Should you erase your digital footprint to progress your career?
Don’t let skeletons lurking in your online cupboard haunt your future job prospects.
Most employers expect young employees to have a digital past. They also accept youngsters may have acted unwisely.
A few years ago, a friend moved jobs following a long career with an international NGO. Despite telling people he was leaving, emails looking for help continued to arrive by the sackload. Being the conscientious type, he continued to answer them until he realised how much of his spare time this was absorbing. To stem the flow, he decided to erase his digital footprint and to replace it with a carefully curated new profile. Two years and a great deal of effort later, he’s just about managed to wipe out his history.

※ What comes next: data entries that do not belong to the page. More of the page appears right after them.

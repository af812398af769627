//! Unit coverage for smoothing and stress helpers.
#![forbid(unsafe_code)]

use std::num::NonZeroUsize;

use drape_core::UserBaseline;
use drape_core::test_support::samples_with_rmssd;
use rstest::rstest;

use crate::smoothing::mean;
use crate::{
    STRESS_SMOOTHING_WINDOW, StressCalculator, StressError, compute_stress_index, derive_sample,
    moving_average, rmssd,
};

fn window(width: usize) -> NonZeroUsize {
    NonZeroUsize::new(width).expect("non-zero window")
}

#[rstest]
fn moving_average_uses_valid_windows() {
    let smoothed = moving_average(&[1.0, 2.0, 3.0, 4.0, 5.0], window(3));
    assert_eq!(smoothed, vec![2.0, 3.0, 4.0]);
}

#[rstest]
#[case(&[], 1)]
#[case(&[1.0, 2.0], 3)]
fn moving_average_is_empty_when_window_does_not_fit(#[case] series: &[f64], #[case] width: usize) {
    assert!(moving_average(series, window(width)).is_empty());
}

#[rstest]
fn moving_average_with_full_window_is_the_mean() {
    let series = [2.0, 4.0, 6.0, 8.0];
    assert_eq!(moving_average(&series, window(4)), vec![5.0]);
}

#[rstest]
fn mean_of_empty_slice_is_none() {
    assert_eq!(mean(&[]), None);
}

#[rstest]
#[expect(
    clippy::float_arithmetic,
    reason = "test uses float maths for assertions"
)]
fn baseline_scenario_yields_six() {
    let samples = samples_with_rmssd(&[45.0, 46.0, 47.0, 48.0, 49.0]);
    let stress =
        compute_stress_index(&samples, UserBaseline::new(60.0, 50.0)).expect("stress index");
    assert!((stress - 6.0).abs() < 1e-9, "expected 6.0, got {stress}");
}

#[rstest]
#[case(0.0)]
#[case(-12.0)]
#[case(f64::NAN)]
#[case(f64::INFINITY)]
fn unusable_baseline_is_rejected_even_without_samples(#[case] mean_rmssd: f64) {
    let err = compute_stress_index(&[], UserBaseline::new(50.0, mean_rmssd))
        .expect_err("invalid baseline");
    assert!(matches!(err, StressError::InvalidBaseline { .. }));
}

#[rstest]
fn too_few_samples_is_insufficient_data() {
    let samples = samples_with_rmssd(&[40.0, 41.0, 42.0, 43.0]);
    let err = compute_stress_index(&samples, UserBaseline::new(60.0, 50.0))
        .expect_err("four samples cannot fill the window");
    assert_eq!(
        err,
        StressError::InsufficientData {
            required: STRESS_SMOOTHING_WINDOW.get(),
            available: 4,
        }
    );
}

#[rstest]
fn non_finite_rmssd_is_reported_with_its_position() {
    let samples = samples_with_rmssd(&[40.0, 41.0, f64::NAN, 43.0, 44.0]);
    let err = compute_stress_index(&samples, UserBaseline::new(60.0, 50.0))
        .expect_err("NaN must not propagate");
    assert_eq!(err, StressError::NonFiniteSample { index: 2 });
}

#[rstest]
#[case(80.0, 0.0)]
#[case(50.0, 0.0)]
#[case(25.0, 50.0)]
#[case(0.0, 100.0)]
#[case(-10.0, 100.0)]
fn index_is_clamped_to_percentage_range(#[case] mean_rmssd: f64, #[case] expected: f64) {
    let calculator = StressCalculator::new(UserBaseline::new(60.0, 50.0)).expect("valid baseline");
    assert_eq!(calculator.index_for_mean(mean_rmssd), Ok(expected));
}

#[rstest]
#[case(f64::NAN)]
#[case(f64::INFINITY)]
#[case(f64::NEG_INFINITY)]
fn non_finite_mean_is_an_error_not_zero_stress(#[case] mean_rmssd: f64) {
    let calculator = StressCalculator::new(UserBaseline::new(60.0, 50.0)).expect("valid baseline");
    let err = calculator
        .index_for_mean(mean_rmssd)
        .expect_err("non-finite mean must not map to an index");
    assert!(matches!(err, StressError::NonFiniteMean { .. }), "found {err:?}");
}

#[rstest]
fn rmssd_needs_two_intervals() {
    let err = rmssd(&[812.0]).expect_err("single interval");
    assert_eq!(
        err,
        StressError::InsufficientData {
            required: 2,
            available: 1,
        }
    );
}

#[rstest]
#[case(&[800.0, 0.0], 1)]
#[case(&[f64::INFINITY, 800.0], 0)]
fn rmssd_rejects_invalid_intervals(#[case] intervals: &[f64], #[case] expected_index: usize) {
    let err = rmssd(intervals).expect_err("invalid interval");
    assert!(matches!(err, StressError::InvalidInterval { index, .. } if index == expected_index));
}

#[rstest]
fn rmssd_of_constant_rhythm_is_zero() {
    assert_eq!(rmssd(&[900.0, 900.0, 900.0, 900.0]), Ok(0.0));
}

#[rstest]
#[expect(
    clippy::float_arithmetic,
    reason = "test uses float maths for assertions"
)]
fn derived_sample_reports_rate_and_variability() {
    let sample = derive_sample(&[750.0, 850.0], 7).expect("derive sample");
    assert!((sample.heart_rate - 75.0).abs() < 1e-9);
    assert!((sample.hrv - 50.0).abs() < 1e-9);
    assert!((sample.rmssd - 100.0).abs() < 1e-9);
    assert_eq!(sample.timestamp, 7);
}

My friend had nothing to hide. He hadn’t made unwise comments online, posted embarrassing photos or bared his soul on Facebook. But it’s common for younger people to live unfiltered lives online now and this can create problems if their digital history is subsequently explored by a potential employer.
According to a survey from CV-Library (a UK-based generalist jobs board with an Irish presence since June of last year), one-third of recruiters actively track potential candidates on social media and most employees believe they will be judged based on what they’ve posted.
Despite this, the research (conducted with 1,100 workers and 200 recruitment professionals) showed that 30 per cent of Irish employees don’t set their social media profiles to private.
As the Facebook/Cambridge Analytica affair in past week has shown, your information, your likes and other information and online interactions can inadvertently give others an all-too-accurate picture of you.
“If you are an avid social media user, you may want to switch your accounts to private mode to avoid potentially damaging content being found,” says Lee Biggins, CV-Library’s founder and managing director. “After all, what you may deem as a ‘fun’ post could be considered inappropriate by a potential employer. It’s definitely not worth the risk so, when in doubt, give yourself a quick Google and make any necessary amendments.”
The survey also asked both sides of the recruitment process about posting photos online. Two-thirds of the recruiters said that selfies or very casual/holiday shots are not acceptable for use on professional profiles and two-thirds of the employees agreed.
“While selfies are now very popular, our data suggests that recruiters don’t agree in the professional sense,” Biggins says. “For this reason, avoid using selfies as your profile photo and ask someone to take a picture of you against a plain background.”
Most employers now expect young employees and those entering the workplace for the first time to have a digital past. They also accept that youngsters are not always circumspect and that they may have acted unwisely. However, perceptions change as people move into middle and senior management and that “hilarious “post may not be so funny when viewed out of context by the person holding the keys to a promotion.
It is also prudent to become more cautious about sharing if you’re actively searching for a new job.
Kicking over the traces is not for the fainthearted as it requires extreme persistence and is very disruptive. It means dumping your existing email account(s), closing down or changing all your social media settings, getting rid of tagged photos and photos you’ve added to different sites, deleting tweets, blogs and forum comments as well as content from digital accounts such as shopping and networking sites.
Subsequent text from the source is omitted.